---------- AVAILABLE RECORDS ----------

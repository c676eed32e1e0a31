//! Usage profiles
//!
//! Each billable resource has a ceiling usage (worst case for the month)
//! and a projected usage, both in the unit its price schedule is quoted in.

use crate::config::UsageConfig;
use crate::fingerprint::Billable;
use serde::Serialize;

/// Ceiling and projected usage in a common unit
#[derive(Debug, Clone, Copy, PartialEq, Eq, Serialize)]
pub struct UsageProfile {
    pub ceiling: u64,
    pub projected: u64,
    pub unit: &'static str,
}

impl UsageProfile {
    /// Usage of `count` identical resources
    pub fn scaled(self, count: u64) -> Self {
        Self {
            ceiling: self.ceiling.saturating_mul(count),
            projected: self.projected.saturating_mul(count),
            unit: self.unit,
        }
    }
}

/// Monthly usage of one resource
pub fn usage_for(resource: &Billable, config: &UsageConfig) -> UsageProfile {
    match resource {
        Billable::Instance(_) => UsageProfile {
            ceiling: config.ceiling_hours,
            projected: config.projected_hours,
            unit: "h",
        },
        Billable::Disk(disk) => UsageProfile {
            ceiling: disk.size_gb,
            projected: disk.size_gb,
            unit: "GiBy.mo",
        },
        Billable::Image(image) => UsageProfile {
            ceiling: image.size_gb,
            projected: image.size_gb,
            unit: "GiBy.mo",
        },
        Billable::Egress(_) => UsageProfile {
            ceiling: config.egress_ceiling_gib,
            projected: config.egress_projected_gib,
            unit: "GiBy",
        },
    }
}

----------
---------- AVAILABLE RECORDS ----------

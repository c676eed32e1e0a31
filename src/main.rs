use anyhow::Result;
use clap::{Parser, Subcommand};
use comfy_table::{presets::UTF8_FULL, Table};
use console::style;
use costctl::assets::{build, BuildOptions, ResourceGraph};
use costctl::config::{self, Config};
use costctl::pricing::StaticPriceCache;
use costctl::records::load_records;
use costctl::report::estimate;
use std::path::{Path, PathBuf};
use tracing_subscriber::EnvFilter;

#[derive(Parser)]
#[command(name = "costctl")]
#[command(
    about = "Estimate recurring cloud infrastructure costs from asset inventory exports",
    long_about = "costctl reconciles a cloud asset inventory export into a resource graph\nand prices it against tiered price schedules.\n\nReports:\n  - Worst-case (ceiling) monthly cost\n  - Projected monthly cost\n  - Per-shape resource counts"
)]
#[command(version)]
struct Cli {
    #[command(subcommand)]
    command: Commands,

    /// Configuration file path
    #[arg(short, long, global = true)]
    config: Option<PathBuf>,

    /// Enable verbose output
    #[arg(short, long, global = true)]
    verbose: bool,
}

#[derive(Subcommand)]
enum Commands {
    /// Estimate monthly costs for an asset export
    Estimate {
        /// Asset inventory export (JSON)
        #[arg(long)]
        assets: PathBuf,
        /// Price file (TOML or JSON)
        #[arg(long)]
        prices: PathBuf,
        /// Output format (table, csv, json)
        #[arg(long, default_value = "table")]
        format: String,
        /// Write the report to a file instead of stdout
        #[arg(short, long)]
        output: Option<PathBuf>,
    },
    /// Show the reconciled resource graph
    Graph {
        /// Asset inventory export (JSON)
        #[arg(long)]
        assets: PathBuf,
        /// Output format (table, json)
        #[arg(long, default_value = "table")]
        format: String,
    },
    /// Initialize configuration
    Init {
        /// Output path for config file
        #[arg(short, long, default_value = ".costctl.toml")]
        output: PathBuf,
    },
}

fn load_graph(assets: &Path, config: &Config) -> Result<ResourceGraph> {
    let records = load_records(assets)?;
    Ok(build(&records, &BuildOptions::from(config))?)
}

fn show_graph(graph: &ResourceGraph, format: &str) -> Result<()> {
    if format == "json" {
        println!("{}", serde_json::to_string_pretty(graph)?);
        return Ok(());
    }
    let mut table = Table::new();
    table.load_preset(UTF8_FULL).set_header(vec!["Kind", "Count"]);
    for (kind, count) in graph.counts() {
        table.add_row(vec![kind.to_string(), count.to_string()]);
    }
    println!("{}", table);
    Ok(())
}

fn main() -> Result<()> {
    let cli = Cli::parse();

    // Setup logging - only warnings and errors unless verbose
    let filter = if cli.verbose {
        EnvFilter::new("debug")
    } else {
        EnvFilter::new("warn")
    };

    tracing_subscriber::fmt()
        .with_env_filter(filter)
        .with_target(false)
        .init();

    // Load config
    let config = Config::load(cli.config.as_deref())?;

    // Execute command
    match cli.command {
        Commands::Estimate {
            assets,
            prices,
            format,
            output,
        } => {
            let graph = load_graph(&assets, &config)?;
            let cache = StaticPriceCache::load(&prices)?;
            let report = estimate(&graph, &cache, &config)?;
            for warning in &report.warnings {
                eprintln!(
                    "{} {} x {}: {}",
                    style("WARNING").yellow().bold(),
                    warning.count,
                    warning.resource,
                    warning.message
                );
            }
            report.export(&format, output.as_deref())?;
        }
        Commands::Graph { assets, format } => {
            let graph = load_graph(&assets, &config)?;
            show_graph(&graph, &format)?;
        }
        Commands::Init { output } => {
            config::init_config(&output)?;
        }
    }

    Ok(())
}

----------
---------- AVAILABLE RECORDS ----------

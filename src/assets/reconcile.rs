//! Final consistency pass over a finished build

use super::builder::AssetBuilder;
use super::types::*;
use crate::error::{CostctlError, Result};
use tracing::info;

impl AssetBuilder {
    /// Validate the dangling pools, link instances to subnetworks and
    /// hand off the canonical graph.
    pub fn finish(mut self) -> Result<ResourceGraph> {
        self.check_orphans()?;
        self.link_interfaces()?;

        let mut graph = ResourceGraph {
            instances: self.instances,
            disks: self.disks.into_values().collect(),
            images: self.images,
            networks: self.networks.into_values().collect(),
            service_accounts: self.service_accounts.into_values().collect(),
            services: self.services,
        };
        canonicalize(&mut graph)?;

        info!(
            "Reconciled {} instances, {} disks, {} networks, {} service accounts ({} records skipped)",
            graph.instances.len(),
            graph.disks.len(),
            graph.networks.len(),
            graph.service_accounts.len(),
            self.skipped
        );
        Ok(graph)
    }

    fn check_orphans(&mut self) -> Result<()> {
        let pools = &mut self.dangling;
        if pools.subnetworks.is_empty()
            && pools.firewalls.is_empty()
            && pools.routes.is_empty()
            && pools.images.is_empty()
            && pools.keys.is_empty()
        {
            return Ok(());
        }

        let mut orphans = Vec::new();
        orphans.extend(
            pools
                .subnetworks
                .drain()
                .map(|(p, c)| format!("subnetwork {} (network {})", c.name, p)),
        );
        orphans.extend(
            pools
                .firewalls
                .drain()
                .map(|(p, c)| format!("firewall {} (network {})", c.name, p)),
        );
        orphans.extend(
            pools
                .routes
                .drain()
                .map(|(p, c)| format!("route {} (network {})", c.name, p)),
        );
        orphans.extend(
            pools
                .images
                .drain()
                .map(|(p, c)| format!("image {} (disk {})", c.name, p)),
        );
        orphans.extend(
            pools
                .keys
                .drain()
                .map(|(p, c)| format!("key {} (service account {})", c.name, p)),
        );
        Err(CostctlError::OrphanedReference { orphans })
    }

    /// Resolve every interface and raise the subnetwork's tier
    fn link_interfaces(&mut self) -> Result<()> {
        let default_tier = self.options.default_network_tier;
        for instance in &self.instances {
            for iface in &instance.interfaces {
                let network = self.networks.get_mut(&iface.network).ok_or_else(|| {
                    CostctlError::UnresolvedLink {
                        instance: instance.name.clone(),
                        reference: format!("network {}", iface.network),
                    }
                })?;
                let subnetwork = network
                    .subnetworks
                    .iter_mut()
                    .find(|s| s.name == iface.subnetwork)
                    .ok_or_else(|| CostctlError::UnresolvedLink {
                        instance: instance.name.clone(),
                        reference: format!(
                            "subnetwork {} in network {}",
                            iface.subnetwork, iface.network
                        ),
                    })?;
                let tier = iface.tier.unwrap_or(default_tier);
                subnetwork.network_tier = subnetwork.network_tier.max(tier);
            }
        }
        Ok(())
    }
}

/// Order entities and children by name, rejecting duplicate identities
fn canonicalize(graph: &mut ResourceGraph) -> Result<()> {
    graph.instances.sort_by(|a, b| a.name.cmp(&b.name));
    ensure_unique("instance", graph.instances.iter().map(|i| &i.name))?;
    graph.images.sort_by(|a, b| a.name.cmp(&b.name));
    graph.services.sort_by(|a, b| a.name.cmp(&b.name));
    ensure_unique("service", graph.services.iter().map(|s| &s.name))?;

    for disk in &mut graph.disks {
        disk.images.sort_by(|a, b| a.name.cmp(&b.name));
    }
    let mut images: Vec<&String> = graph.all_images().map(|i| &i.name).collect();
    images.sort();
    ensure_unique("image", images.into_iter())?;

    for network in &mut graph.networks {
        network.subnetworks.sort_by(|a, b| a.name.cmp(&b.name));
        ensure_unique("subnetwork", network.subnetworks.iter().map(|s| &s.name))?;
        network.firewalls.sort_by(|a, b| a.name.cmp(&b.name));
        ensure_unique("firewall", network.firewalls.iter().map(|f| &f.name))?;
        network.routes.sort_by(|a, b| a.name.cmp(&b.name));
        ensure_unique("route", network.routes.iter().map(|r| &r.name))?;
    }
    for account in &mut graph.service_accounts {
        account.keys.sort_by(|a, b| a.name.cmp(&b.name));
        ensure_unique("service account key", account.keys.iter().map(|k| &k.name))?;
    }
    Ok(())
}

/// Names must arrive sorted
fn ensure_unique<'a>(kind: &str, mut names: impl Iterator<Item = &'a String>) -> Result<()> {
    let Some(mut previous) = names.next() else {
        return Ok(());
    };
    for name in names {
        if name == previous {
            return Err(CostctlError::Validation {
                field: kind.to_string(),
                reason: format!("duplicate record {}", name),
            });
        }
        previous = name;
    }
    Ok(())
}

----------

Among the records above, a stretch begins at the line containing "pub struct UsageProfile" and ends at the line containing "Billable::Instance(_) => UsageProfile". Restate that stretch word for word, and nothing else.

pub struct UsageProfile {
    pub ceiling: u64,
    pub projected: u64,
    pub unit: &'static str,
}

impl UsageProfile {
    /// Usage of `count` identical resources
    pub fn scaled(self, count: u64) -> Self {
        Self {
            ceiling: self.ceiling.saturating_mul(count),
            projected: self.projected.saturating_mul(count),
            unit: self.unit,
        }
    }
}

/// Monthly usage of one resource
pub fn usage_for(resource: &Billable, config: &UsageConfig) -> UsageProfile {
    match resource {
        Billable::Instance(_) => UsageProfile {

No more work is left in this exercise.